The Scottish had charged across the road in the morning, and hundreds had come to grief. They were lying everywhere, out on the fields, by the roadside, and in the roadway mixed up with the mud. The driver who had been killed a moment ago was so preoccupied with his task that he had no time for any other work but his own. We were all like him. We had one job to do and that job took up our whole attention until it was completed. That was why our party did not put down our stretcher on the road and raise the dead from the mud; we walked over them.
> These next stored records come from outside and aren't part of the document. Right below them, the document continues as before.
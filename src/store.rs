//! MongoDB persistence layer.
//!
//! One `Store` owns every collection handle. Writer responsibility is
//! partitioned per worker, so every method here is either a single-document
//! upsert, a targeted `$set` of one worker's fields, or a homogeneous bulk
//! write; no cross-document transactions.

use anyhow::{Context, Result};
use futures_util::TryStreamExt;
use mongodb::bson::{doc, to_bson, Document};
use mongodb::options::{UpdateOneModel, WriteModel};
use mongodb::{Client, Collection, Namespace};

use crate::models::{Account, ClosedPosition, CursorDoc, Market, OpeningPosition, TokenInfo};

/// Cursor document id for the ingestion high-water mark.
pub const INGEST_CURSOR: &str = "gmx_last_updated_event";
/// Cursor document id for the analytics fold position.
pub const ANALYTICS_CURSOR: &str = "last_updated_gmx_analytics";

#[derive(Debug, Clone)]
pub struct StoreConfig {
    pub uri: String,
    pub db: String,
    pub configs: String,
    pub events: String,
    pub markets: String,
    pub tokens: String,
    pub accounts: String,
    pub opening: String,
    pub closed: String,
}

impl StoreConfig {
    /// Connection settings with the default collection layout.
    pub fn new(uri: &str, db: &str) -> Self {
        Self {
            uri: uri.to_string(),
            db: db.to_string(),
            configs: "configs".to_string(),
            events: "gmx_events".to_string(),
            markets: "gmx_market".to_string(),
            tokens: "token_info".to_string(),
            accounts: "gmx_accounts".to_string(),
            opening: "gmx_opening_positions".to_string(),
            closed: "gmx_closed_positions".to_string(),
        }
    }
}

#[derive(Clone)]
pub struct Store {
    client: Client,
    pub configs: Collection<CursorDoc>,
    pub events: Collection<Document>,
    pub markets: Collection<Market>,
    pub tokens: Collection<TokenInfo>,
    pub accounts: Collection<Account>,
    pub opening: Collection<OpeningPosition>,
    pub closed: Collection<ClosedPosition>,
}

impl Store {
    pub async fn connect(cfg: &StoreConfig) -> Result<Self> {
        let client = Client::with_uri_str(&cfg.uri)
            .await
            .context("failed to connect to MongoDB")?;
        let db = client.database(&cfg.db);

        Ok(Self {
            configs: db.collection(&cfg.configs),
            events: db.collection(&cfg.events),
            markets: db.collection(&cfg.markets),
            tokens: db.collection(&cfg.tokens),
            accounts: db.collection(&cfg.accounts),
            opening: db.collection(&cfg.opening),
            closed: db.collection(&cfg.closed),
            client,
        })
    }

    // --- cursors ---

    pub async fn cursor(&self, id: &str) -> Result<Option<i64>> {
        let doc = self
            .configs
            .find_one(doc! {"_id": id})
            .await
            .with_context(|| format!("failed to read cursor {}", id))?;
        Ok(doc.map(|cursor| cursor.last_updated_at_block_number))
    }

    pub async fn set_cursor(&self, id: &str, block: i64) -> Result<()> {
        self.configs
            .update_one(
                doc! {"_id": id},
                doc! {"$set": {"last_updated_at_block_number": block}},
            )
            .upsert(true)
            .await
            .with_context(|| format!("failed to advance cursor {}", id))?;
        Ok(())
    }

    // --- normalized events ---

    /// Idempotent replace-by-id: re-ingesting a window rewrites the same
    /// documents.
    pub async fn upsert_event(&self, event: Document) -> Result<()> {
        let id = event
            .get_str("_id")
            .context("event document has no _id")?
            .to_string();
        self.events
            .replace_one(doc! {"_id": &id}, event)
            .upsert(true)
            .await
            .context("failed to upsert event")?;
        Ok(())
    }

    /// Normalized events with `blockNumber` in `[from, to]`, ascending.
    pub async fn events_in_range(&self, from: i64, to: i64) -> Result<Vec<Document>> {
        let cursor = self
            .events
            .find(doc! {"blockNumber": {"$gte": from, "$lte": to}})
            .sort(doc! {"blockNumber": 1})
            .await
            .context("failed to query events")?;
        cursor.try_collect().await.context("failed to drain events")
    }

    // --- reference data ---

    pub async fn find_market(&self, id: &str) -> Result<Option<Market>> {
        self.markets
            .find_one(doc! {"_id": id})
            .await
            .context("failed to read market")
    }

    pub async fn markets_by_names(&self, names: &[String]) -> Result<Vec<Market>> {
        let cursor = self
            .markets
            .find(doc! {"name": {"$in": names}})
            .await
            .context("failed to query markets")?;
        cursor.try_collect().await.context("failed to drain markets")
    }

    pub async fn find_token(&self, id: &str) -> Result<Option<TokenInfo>> {
        self.tokens
            .find_one(doc! {"_id": id})
            .await
            .context("failed to read token info")
    }

    pub async fn insert_token(&self, token: &TokenInfo) -> Result<()> {
        self.tokens
            .replace_one(doc! {"_id": &token.id}, token)
            .upsert(true)
            .await
            .context("failed to persist token info")?;
        Ok(())
    }

    // --- analytics documents ---

    pub async fn find_account(&self, id: &str) -> Result<Option<Account>> {
        self.accounts
            .find_one(doc! {"_id": id})
            .await
            .context("failed to read account")
    }

    pub async fn insert_account(&self, account: &Account) -> Result<()> {
        self.accounts
            .replace_one(doc! {"_id": &account.id}, account)
            .upsert(true)
            .await
            .context("failed to create account")?;
        Ok(())
    }

    /// Writes only the fields the analytics fold owns, leaving valuation
    /// fields to the valuator.
    pub async fn save_account_stats(&self, account: &Account) -> Result<()> {
        self.accounts
            .update_one(
                doc! {"_id": &account.id},
                doc! {"$set": {
                    "positionKeys": to_bson(&account.position_keys)?,
                    "collateralUsd": account.collateral_usd,
                    "realizedPnl": account.realized_pnl,
                    "closedPositionCount": account.closed_position_count,
                    "profitedPositionCount": account.profited_position_count,
                }},
            )
            .await
            .context("failed to update account")?;
        Ok(())
    }

    pub async fn find_opening(&self, key: &str) -> Result<Option<OpeningPosition>> {
        self.opening
            .find_one(doc! {"_id": key})
            .await
            .context("failed to read opening position")
    }

    pub async fn insert_opening(&self, position: &OpeningPosition) -> Result<()> {
        self.opening
            .replace_one(doc! {"_id": &position.id}, position)
            .upsert(true)
            .await
            .context("failed to create opening position")?;
        Ok(())
    }

    pub async fn save_opening_state(&self, position: &OpeningPosition) -> Result<()> {
        self.opening
            .update_one(
                doc! {"_id": &position.id},
                doc! {"$set": {
                    "logs": to_bson(&position.logs)?,
                    "entryPrice": position.entry_price,
                    "sizeUsd": position.size_usd,
                }},
            )
            .await
            .context("failed to update opening position")?;
        Ok(())
    }

    pub async fn delete_opening(&self, key: &str) -> Result<()> {
        self.opening
            .delete_one(doc! {"_id": key})
            .await
            .context("failed to delete opening position")?;
        Ok(())
    }

    pub async fn find_closed(&self, key: &str) -> Result<Option<ClosedPosition>> {
        self.closed
            .find_one(doc! {"_id": key})
            .await
            .context("failed to read closed position")
    }

    pub async fn insert_closed(&self, position: &ClosedPosition) -> Result<()> {
        self.closed
            .replace_one(doc! {"_id": &position.id}, position)
            .upsert(true)
            .await
            .context("failed to create closed position")?;
        Ok(())
    }

    pub async fn save_closed_state(&self, position: &ClosedPosition) -> Result<()> {
        self.closed
            .update_one(
                doc! {"_id": &position.id},
                doc! {"$set": {
                    "realizedPnl": position.realized_pnl,
                    "logs": to_bson(&position.logs)?,
                }},
            )
            .await
            .context("failed to update closed position")?;
        Ok(())
    }

    // --- full scans for the periodic reprojections ---

    pub async fn all_accounts(&self) -> Result<Vec<Account>> {
        let cursor = self
            .accounts
            .find(doc! {})
            .await
            .context("failed to query accounts")?;
        cursor.try_collect().await.context("failed to drain accounts")
    }

    pub async fn all_opening(&self) -> Result<Vec<OpeningPosition>> {
        let cursor = self
            .opening
            .find(doc! {})
            .await
            .context("failed to query opening positions")?;
        cursor
            .try_collect()
            .await
            .context("failed to drain opening positions")
    }

    pub async fn all_closed(&self) -> Result<Vec<ClosedPosition>> {
        let cursor = self
            .closed
            .find(doc! {})
            .await
            .context("failed to query closed positions")?;
        cursor
            .try_collect()
            .await
            .context("failed to drain closed positions")
    }

    /// One bulk write of `$set` updates against a single collection.
    pub async fn bulk_set(
        &self,
        namespace: Namespace,
        updates: Vec<(Document, Document)>,
    ) -> Result<()> {
        if updates.is_empty() {
            return Ok(());
        }
        let models: Vec<WriteModel> = updates
            .into_iter()
            .map(|(filter, set)| {
                WriteModel::UpdateOne(
                    UpdateOneModel::builder()
                        .namespace(namespace.clone())
                        .filter(filter)
                        .update(doc! {"$set": set})
                        .build(),
                )
            })
            .collect();
        self.client
            .bulk_write(models)
            .await
            .with_context(|| format!("bulk write to {} failed", namespace))?;
        Ok(())
    }
}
How cold they looked, the kilted lads lying on their backs in the open, their legs, bare from knee to hip, white and ghostly in the wan light of the blazing ammunition depot at Lens.
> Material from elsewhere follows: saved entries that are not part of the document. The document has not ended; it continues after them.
//! GMX Perpetuals Trading Tracker
//!
//! On-chain trading-activity indexer for a perpetual-futures protocol on an
//! EVM rollup. Tails the emitter contract's generic EventLog1 stream,
//! decodes and normalizes position-lifecycle events, and maintains derived
//! per-account and per-position analytics in a MongoDB document store.
//!
//! The pipeline runs as independently restartable workers (one binary each)
//! coordinated only through persisted cursors and idempotent upserts.

pub mod analytics;
pub mod assets;
pub mod chain;
pub mod indexer;
pub mod metadata;
pub mod models;
pub mod normalize;
pub mod numeric;
pub mod store;
pub mod symbols;
pub mod valuator;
Mud on the roadway, reaching to the axles of the limber wheels, dead men on the roadside, horses and mules tugging and straining at the creaking vehicles, wounded men on the stretchers; that was the picture of the night, and on we trudged, moving atoms of a pattern that kept continually repeating itself.
The mutilated and maimed who still lay out in the open called plaintively for succour. "For God's sake bring me away from here," a voice called. "I've been lying out this last four days." The man who spoke had been out since dawn, but periods of unconsciousness had disordered his count of time, and every conscious moment was an eternity of suffering.
We arrived at Q—— instead of Maroc, having missed the right turning. The village was crowded with men; a perfect village it was, with every house standing, though the civilian population had long since gone to other places. Two shells, monstrous twelve-inch terrors, that failed to explode, lay on the pavement at the entrance. We went past these gingerly, as ladies in dainty clothing might pass a fouling post, and carried our burden down the streets to the dressing-station. Outside the door were dozens of stretchers, and on each a stricken soldier, quiet and resigned, who gazed into the cheerless and unconcerned sky as if trying to find some deadened hope.
A Scottish regiment relieved from the trenches stood round a steaming dixie of tea, each man with a mess-tin in his hand. I approached the Jocks.
"Any tea to spare?" I asked one.
"Aye, mon, of course there's a drappie goin'," he answered, and handed me the mess-tin from which he had been drinking.